Provided entries ->
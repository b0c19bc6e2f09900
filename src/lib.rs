pub mod api;
pub mod assets;
pub mod cache;
pub mod client;
pub mod config;
pub mod db;
pub mod error;
pub mod graph;
pub mod template;

#[cfg(test)]
mod test_helpers;

pub use assets::{AssetGate, AssetRef, Entity, KindRegistry};
pub use config::Config;
pub use error::{ImpactError, Result};
pub use graph::{GraphBuilder, ImpactGraph, Relation};
pub use template::{TemplateEngine, TemplateError};
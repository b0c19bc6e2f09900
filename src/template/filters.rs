//! Filters and functions available to sandboxed templates.

use chrono::{DateTime, Datelike, NaiveDate, NaiveDateTime, Timelike, Utc};
use rand::Rng;
use serde_json::Value;

use super::render::{compare, eval_error, number, range_values, to_display, to_number};
use super::TemplateError;

const DEFAULT_DATE_FORMAT: &str = "F j, Y H:i";

pub(super) fn apply_filter(name: &str, input: Value, args: Vec<Value>) -> Result<Value, TemplateError> {
    match name {
        "escape" | "e" => {
            let strategy = arg_str(&args, 0, "html");
            escape(&to_display(&input), &strategy).map(Value::String)
        }
        "raw" => Ok(input),
        "lower" => Ok(Value::String(to_display(&input).to_lowercase())),
        "upper" => Ok(Value::String(to_display(&input).to_uppercase())),
        "capitalize" => Ok(Value::String(capitalize(&to_display(&input)))),
        "title" => Ok(Value::String(title(&to_display(&input)))),
        "length" => Ok(Value::from(length(&input))),
        "trim" => {
            let chars = args.first().map(to_display);
            let side = arg_str(&args, 1, "both");
            trim(&to_display(&input), chars.as_deref(), &side).map(Value::String)
        }
        "round" => {
            let precision = match args.first() {
                Some(v) => to_number(v)? as i32,
                None => 0,
            };
            let method = arg_str(&args, 1, "common");
            round(to_number(&input)?, precision, &method)
        }
        "date" => {
            let format = arg_str(&args, 0, DEFAULT_DATE_FORMAT);
            let moment = parse_datetime(&input)?;
            Ok(Value::String(format_php_date(&moment, &format)))
        }
        other => Err(eval_error(format!("filter {} is not implemented", other))),
    }
}

pub(super) fn call_function(name: &str, args: Vec<Value>) -> Result<Value, TemplateError> {
    match name {
        "date" => {
            let moment = parse_datetime(args.first().unwrap_or(&Value::Null))?;
            Ok(Value::String(moment.to_rfc3339()))
        }
        "min" => extreme(args, std::cmp::Ordering::Less),
        "max" => extreme(args, std::cmp::Ordering::Greater),
        "random" => random(&args),
        "range" => {
            let (Some(low), Some(high)) = (args.first(), args.get(1)) else {
                return Err(eval_error("range() needs a low and a high bound"));
            };
            let step = match args.get(2) {
                Some(step) => to_number(step)?,
                None => 1.0,
            };
            range_values(low, high, step)
        }
        other => Err(eval_error(format!("function {} is not implemented", other))),
    }
}

fn arg_str(args: &[Value], index: usize, default: &str) -> String {
    args.get(index)
        .map(to_display)
        .unwrap_or_else(|| default.to_string())
}

fn length(value: &Value) -> usize {
    match value {
        Value::Null => 0,
        Value::Array(items) => items.len(),
        Value::Object(map) => map.len(),
        other => to_display(other).chars().count(),
    }
}

fn capitalize(text: &str) -> String {
    let mut chars = text.chars();
    match chars.next() {
        Some(first) => first.to_uppercase().chain(chars.as_str().to_lowercase().chars()).collect(),
        None => String::new(),
    }
}

fn title(text: &str) -> String {
    let mut out = String::with_capacity(text.len());
    let mut word_start = true;
    for c in text.chars() {
        if word_start {
            out.extend(c.to_uppercase());
        } else {
            out.extend(c.to_lowercase());
        }
        word_start = !c.is_alphanumeric() && c != '\'';
    }
    out
}

fn trim(text: &str, chars: Option<&str>, side: &str) -> Result<String, TemplateError> {
    let strip = |c: char| match chars {
        Some(set) => set.contains(c),
        None => c.is_whitespace() || c == '\0',
    };
    let trimmed = match side {
        "both" => text.trim_matches(strip),
        "left" => text.trim_start_matches(strip),
        "right" => text.trim_end_matches(strip),
        other => return Err(eval_error(format!("unknown trim side {}", other))),
    };
    Ok(trimmed.to_string())
}

fn round(value: f64, precision: i32, method: &str) -> Result<Value, TemplateError> {
    let factor = 10f64.powi(precision);
    let scaled = value * factor;
    let rounded = match method {
        "common" => scaled.round(),
        "ceil" => scaled.ceil(),
        "floor" => scaled.floor(),
        other => return Err(eval_error(format!("unknown rounding method {}", other))),
    };
    Ok(number(rounded / factor))
}

fn extreme(args: Vec<Value>, wanted: std::cmp::Ordering) -> Result<Value, TemplateError> {
    let values = match args.as_slice() {
        [Value::Array(items)] => items.clone(),
        [Value::Object(map)] => map.values().cloned().collect(),
        _ => args,
    };
    let mut best: Option<Value> = None;
    for value in values {
        best = match best {
            Some(current) if compare(&value, &current)? != wanted => Some(current),
            _ => Some(value),
        };
    }
    best.ok_or_else(|| eval_error("min/max need at least one value"))
}

fn random(args: &[Value]) -> Result<Value, TemplateError> {
    let mut rng = rand::thread_rng();
    match args {
        [] => Ok(Value::from(rng.gen_range(0..=i64::from(i32::MAX)))),
        [Value::String(text)] => {
            let chars: Vec<char> = text.chars().collect();
            if chars.is_empty() {
                return Ok(Value::String(String::new()));
            }
            Ok(Value::String(chars[rng.gen_range(0..chars.len())].to_string()))
        }
        [Value::Array(items)] => {
            if items.is_empty() {
                return Err(eval_error("random() of an empty sequence"));
            }
            Ok(items[rng.gen_range(0..items.len())].clone())
        }
        [max] => {
            let max = to_number(max)? as i64;
            Ok(Value::from(rng.gen_range(max.min(0)..=max.max(0))))
        }
        [low, high, ..] => {
            let (low, high) = (to_number(low)? as i64, to_number(high)? as i64);
            Ok(Value::from(rng.gen_range(low.min(high)..=low.max(high))))
        }
    }
}

pub(super) fn escape(text: &str, strategy: &str) -> Result<String, TemplateError> {
    match strategy {
        "html" => Ok(escape_html(text)),
        "html_attr" => Ok(text
            .chars()
            .map(|c| {
                if c.is_ascii_alphanumeric() || matches!(c, ',' | '.' | '-' | '_') {
                    c.to_string()
                } else {
                    format!("&#x{:02X};", c as u32)
                }
            })
            .collect()),
        "js" => Ok(text
            .chars()
            .map(|c| {
                if c.is_ascii_alphanumeric() || matches!(c, ',' | '.' | '_') {
                    c.to_string()
                } else {
                    let mut units = [0u16; 2];
                    c.encode_utf16(&mut units)
                        .iter()
                        .map(|u| format!("\\u{:04X}", u))
                        .collect()
                }
            })
            .collect()),
        "url" => Ok(text
            .bytes()
            .map(|b| {
                if b.is_ascii_alphanumeric() || matches!(b, b'-' | b'_' | b'.' | b'~') {
                    (b as char).to_string()
                } else {
                    format!("%{:02X}", b)
                }
            })
            .collect()),
        other => Err(eval_error(format!("unknown escaping strategy {}", other))),
    }
}

pub(crate) fn escape_html(text: &str) -> String {
    let mut out = String::with_capacity(text.len());
    for c in text.chars() {
        match c {
            '&' => out.push_str("&amp;"),
            '<' => out.push_str("&lt;"),
            '>' => out.push_str("&gt;"),
            '"' => out.push_str("&quot;"),
            '\'' => out.push_str("&#039;"),
            other => out.push(other),
        }
    }
    out
}

/// Accepts RFC 3339, `YYYY-MM-DD[ HH:MM[:SS]]` and unix timestamps. Null and
/// `"now"` mean the current time.
pub(crate) fn parse_datetime(value: &Value) -> Result<DateTime<Utc>, TemplateError> {
    match value {
        Value::Null => Ok(Utc::now()),
        Value::Number(n) => n
            .as_i64()
            .and_then(|secs| DateTime::from_timestamp(secs, 0))
            .ok_or_else(|| eval_error(format!("invalid timestamp {}", n))),
        Value::String(text) => {
            let text = text.trim();
            if text.is_empty() || text == "now" {
                return Ok(Utc::now());
            }
            if let Ok(parsed) = DateTime::parse_from_rfc3339(text) {
                return Ok(parsed.with_timezone(&Utc));
            }
            for format in ["%Y-%m-%d %H:%M:%S", "%Y-%m-%dT%H:%M:%S", "%Y-%m-%d %H:%M"] {
                if let Ok(parsed) = NaiveDateTime::parse_from_str(text, format) {
                    return Ok(parsed.and_utc());
                }
            }
            if let Some(midnight) = NaiveDate::parse_from_str(text, "%Y-%m-%d")
                .ok()
                .and_then(|d| d.and_hms_opt(0, 0, 0))
            {
                return Ok(midnight.and_utc());
            }
            text.parse::<i64>()
                .ok()
                .and_then(|secs| DateTime::from_timestamp(secs, 0))
                .ok_or_else(|| eval_error(format!("unparseable date {:?}", text)))
        }
        other => Err(eval_error(format!("cannot convert {} to a date", other))),
    }
}

fn days_in_month(year: i32, month: u32) -> u32 {
    let (next_year, next_month) = if month == 12 { (year + 1, 1) } else { (year, month + 1) };
    NaiveDate::from_ymd_opt(next_year, next_month, 1)
        .and_then(|d| d.pred_opt())
        .map(|d| d.day())
        .unwrap_or(31)
}

/// Format with PHP `date()` letters. Times are UTC.
pub(crate) fn format_php_date(moment: &DateTime<Utc>, format: &str) -> String {
    let mut out = String::new();
    let mut chars = format.chars();
    while let Some(c) = chars.next() {
        let piece = match c {
            'd' => moment.format("%d").to_string(),
            'D' => moment.format("%a").to_string(),
            'j' => moment.day().to_string(),
            'l' => moment.format("%A").to_string(),
            'N' => moment.weekday().number_from_monday().to_string(),
            'w' => moment.weekday().num_days_from_sunday().to_string(),
            'z' => moment.ordinal0().to_string(),
            'W' => format!("{:02}", moment.iso_week().week()),
            'F' => moment.format("%B").to_string(),
            'm' => moment.format("%m").to_string(),
            'M' => moment.format("%b").to_string(),
            'n' => moment.month().to_string(),
            't' => days_in_month(moment.year(), moment.month()).to_string(),
            'L' => u8::from(NaiveDate::from_ymd_opt(moment.year(), 2, 29).is_some()).to_string(),
            'Y' => moment.year().to_string(),
            'y' => moment.format("%y").to_string(),
            'a' => moment.format("%P").to_string(),
            'A' => moment.format("%p").to_string(),
            'g' => moment.format("%-I").to_string(),
            'G' => moment.hour().to_string(),
            'h' => moment.format("%I").to_string(),
            'H' => moment.format("%H").to_string(),
            'i' => moment.format("%M").to_string(),
            's' => moment.format("%S").to_string(),
            'u' => format!("{:06}", moment.timestamp_subsec_micros()),
            'v' => format!("{:03}", moment.timestamp_subsec_millis()),
            'e' | 'T' => "UTC".to_string(),
            'P' => "+00:00".to_string(),
            'O' => "+0000".to_string(),
            'c' => moment.format("%Y-%m-%dT%H:%M:%S+00:00").to_string(),
            'r' => moment.format("%a, %d %b %Y %H:%M:%S +0000").to_string(),
            'U' => moment.timestamp().to_string(),
            '\\' => chars.next().map(String::from).unwrap_or_default(),
            other => other.to_string(),
        };
        out.push_str(&piece);
    }
    out
}

#[cfg(test)]
mod tests {
    use super::*;
    use serde_json::json;

    fn filter(name: &str, input: Value, args: Vec<Value>) -> Value {
        apply_filter(name, input, args).unwrap()
    }

    #[test]
    fn test_case_filters() {
        assert_eq!(filter("upper", json!("server"), vec![]), json!("SERVER"));
        assert_eq!(filter("capitalize", json!("hELLO world"), vec![]), json!("Hello world"));
        assert_eq!(filter("title", json!("core switch b"), vec![]), json!("Core Switch B"));
    }

    #[test]
    fn test_length_and_trim() {
        assert_eq!(filter("length", json!([1, 2, 3]), vec![]), json!(3));
        assert_eq!(filter("length", json!("héllo"), vec![]), json!(5));
        assert_eq!(filter("length", Value::Null, vec![]), json!(0));
        assert_eq!(filter("trim", json!("  x  "), vec![]), json!("x"));
        assert_eq!(filter("trim", json!("--x--"), vec![json!("-"), json!("left")]), json!("x--"));
    }

    #[test]
    fn test_round_methods() {
        assert_eq!(filter("round", json!(2.5), vec![]), json!(3));
        assert_eq!(filter("round", json!(3.14159), vec![json!(2)]), json!(3.14));
        assert_eq!(filter("round", json!(2.1), vec![json!(0), json!("ceil")]), json!(3));
        assert_eq!(filter("round", json!(2.9), vec![json!(0), json!("floor")]), json!(2));
    }

    #[test]
    fn test_escape_strategies() {
        assert_eq!(escape("<a href='x'>", "html").unwrap(), "&lt;a href=&#039;x&#039;&gt;");
        assert_eq!(escape("a b", "url").unwrap(), "a%20b");
        assert_eq!(escape("a b", "html_attr").unwrap(), "a&#x20;b");
        assert_eq!(escape("a'b", "js").unwrap(), "a\\u0027b");
        assert_eq!(escape("x", "css"), Err(TemplateError::Syntax));
    }

    #[test]
    fn test_date_filter_uses_php_letters() {
        let out = filter("date", json!("2024-03-05 14:07:09"), vec![json!("d/m/Y H:i:s")]);
        assert_eq!(out, json!("05/03/2024 14:07:09"));
        let out = filter("date", json!("2024-02-10"), vec![json!("D, j M y \\a\\t G t L")]);
        assert_eq!(out, json!("Sat, 10 Feb 24 at 0 29 1"));
        let out = filter("date", json!(0), vec![]);
        assert_eq!(out, json!("January 1, 1970 00:00"));
    }

    #[test]
    fn test_functions() {
        assert_eq!(call_function("min", vec![json!(4), json!(2), json!(9)]).unwrap(), json!(2));
        assert_eq!(call_function("max", vec![json!([1, 7, 3])]).unwrap(), json!(7));
        assert_eq!(call_function("range", vec![json!(1), json!(3)]).unwrap(), json!([1, 2, 3]));
        assert_eq!(
            call_function("date", vec![json!("2024-01-02")]).unwrap(),
            json!("2024-01-02T00:00:00+00:00")
        );
        let picked = call_function("random", vec![json!(["a", "b"])]).unwrap();
        assert!(picked == json!("a") || picked == json!("b"));
        let n = call_function("random", vec![json!(5)]).unwrap().as_i64().unwrap();
        assert!((0..=5).contains(&n));
        assert!(call_function("min", vec![]).is_err());
    }
}
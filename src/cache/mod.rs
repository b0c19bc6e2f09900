pub mod parameters_cache;

pub use parameters_cache::ParametersCache;
//! Post-render cleanup of unsafe HTML.

use std::sync::OnceLock;

use ammonia::Builder;
use serde::{Deserialize, Serialize};

use super::filters::escape_html;

/// Where rendered content is headed.
#[derive(Debug, Clone, Copy, Default, PartialEq, Eq, Serialize, Deserialize)]
#[serde(rename_all = "lowercase")]
pub enum OutputMode {
    /// Shown directly in a page.
    #[default]
    Display,
    /// Stored and shown later; the whole output is HTML-encoded.
    Storage,
}

fn sanitizer() -> &'static Builder<'static> {
    static SANITIZER: OnceLock<Builder<'static>> = OnceLock::new();
    SANITIZER.get_or_init(Builder::default)
}

/// Reparse the output and keep only allow-listed tags, attributes and URL
/// schemes. Script and style elements are dropped with their content.
pub fn sanitize_html(html: &str) -> String {
    sanitizer().clean(html).to_string()
}

pub fn finish(html: &str, mode: OutputMode) -> String {
    let clean = sanitize_html(html);
    match mode {
        OutputMode::Display => clean,
        OutputMode::Storage => escape_html(&clean),
    }
}
impl BlockParser {
    /// Parse nodes until one of `terminators` (returned with its arguments)
    /// or the end of input.
    fn parse_nodes(&mut self, terminators: &[&str]) -> Result<(Vec<Node>, Terminator), TemplateError> {
        let mut nodes = Vec::new();
        while self.pos < self.segments.len() {
            let segment = self.segments[self.pos].clone();
            self.pos += 1;
            match segment {
                Segment::Text(text) => nodes.push(Node::Text(text)),
                Segment::Print(body) => nodes.push(Node::Print(parse_expression(&body)?)),
                Segment::Tag(body) => {
                    let (name, args) = split_tag(&body);
                    if terminators.contains(&name) {
                        return Ok((nodes, Some((name.to_string(), args.to_string()))));
                    }
                    match name {
                        "if" => nodes.push(self.nested(|blocks| blocks.parse_if(args))?),
                        "for" => nodes.push(self.nested(|blocks| blocks.parse_for(args))?),
                        "elseif" | "else" | "endif" | "endfor" => {
                            log::debug!("Unexpected {} tag", name);
                            return Err(TemplateError::Syntax);
                        }
                        _ if is_known_tag(name) => nodes.push(Node::Tag(name.to_string())),
                        _ => {
                            log::debug!("Unknown tag {:?}", name);
                            return Err(TemplateError::Syntax);
                        }
                    }
                }
            }
        }
        if terminators.is_empty() {
            Ok((nodes, None))
        } else {
            log::debug!("Template ended before {:?}", terminators);
            Err(TemplateError::Syntax)
        }
    }

    fn nested(
        &mut self,
        parse: impl FnOnce(&mut Self) -> Result<Node, TemplateError>,
    ) -> Result<Node, TemplateError> {
        if self.depth >= MAX_NESTING {
            log::debug!("Blocks nested deeper than {}", MAX_NESTING);
            return Err(TemplateError::Syntax);
        }
        self.depth += 1;
        let node = parse(self);
        self.depth -= 1;
        node
    }

    fn parse_if(&mut self, args: &str) -> Result<Node, TemplateError> {
        let mut branches = Vec::new();
        let mut cond = parse_expression(args)?;
        loop {
            let (body, terminator) = self.parse_nodes(&["elseif", "else", "endif"])?;
            branches.push((cond, body));
            match terminator {
                Some((name, args)) if name == "elseif" => cond = parse_expression(&args)?,
                Some((name, args)) if name == "else" && args.is_empty() => {
                    let (otherwise, end) = self.parse_nodes(&["endif"])?;
                    expect_bare(end)?;
                    return Ok(Node::If { branches, otherwise });
                }
                end => {
                    expect_bare(end.filter(|(name, _)| name == "endif"))?;
                    return Ok(Node::If { branches, otherwise: Vec::new() });
                }
            }
        }
    }

    fn parse_for(&mut self, args: &str) -> Result<Node, TemplateError> {
        let (key, value, iterable) = parse_tokens(args, for_header())?;
        let (body, terminator) = self.parse_nodes(&["else", "endfor"])?;
        let otherwise = match terminator {
            Some((name, args)) if name == "else" && args.is_empty() => {
                let (otherwise, end) = self.parse_nodes(&["endfor"])?;
                expect_bare(end)?;
                otherwise
            }
            end => {
                expect_bare(end.filter(|(name, _)| name == "endfor"))?;
                Vec::new()
            }
        };
        Ok(Node::For { key, value, iterable, body, otherwise })
    }
}

/// End tags take no arguments.
fn expect_bare(terminator: Terminator) -> Result<(), TemplateError> {
    match terminator {
        Some((_, args)) if args.is_empty() => Ok(()),
        _ => Err(TemplateError::Syntax),
    }
}

pub(crate) fn parse_expression(source: &str) -> Result<Expr, TemplateError> {
    parse_tokens(source, expr_parser())
}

Exercise -> Scan the entries above for the string "tags", and copy every line where it turns up.

Response area ->
/// Reparse the output and keep only allow-listed tags, attributes and URL
/// End tags take no arguments.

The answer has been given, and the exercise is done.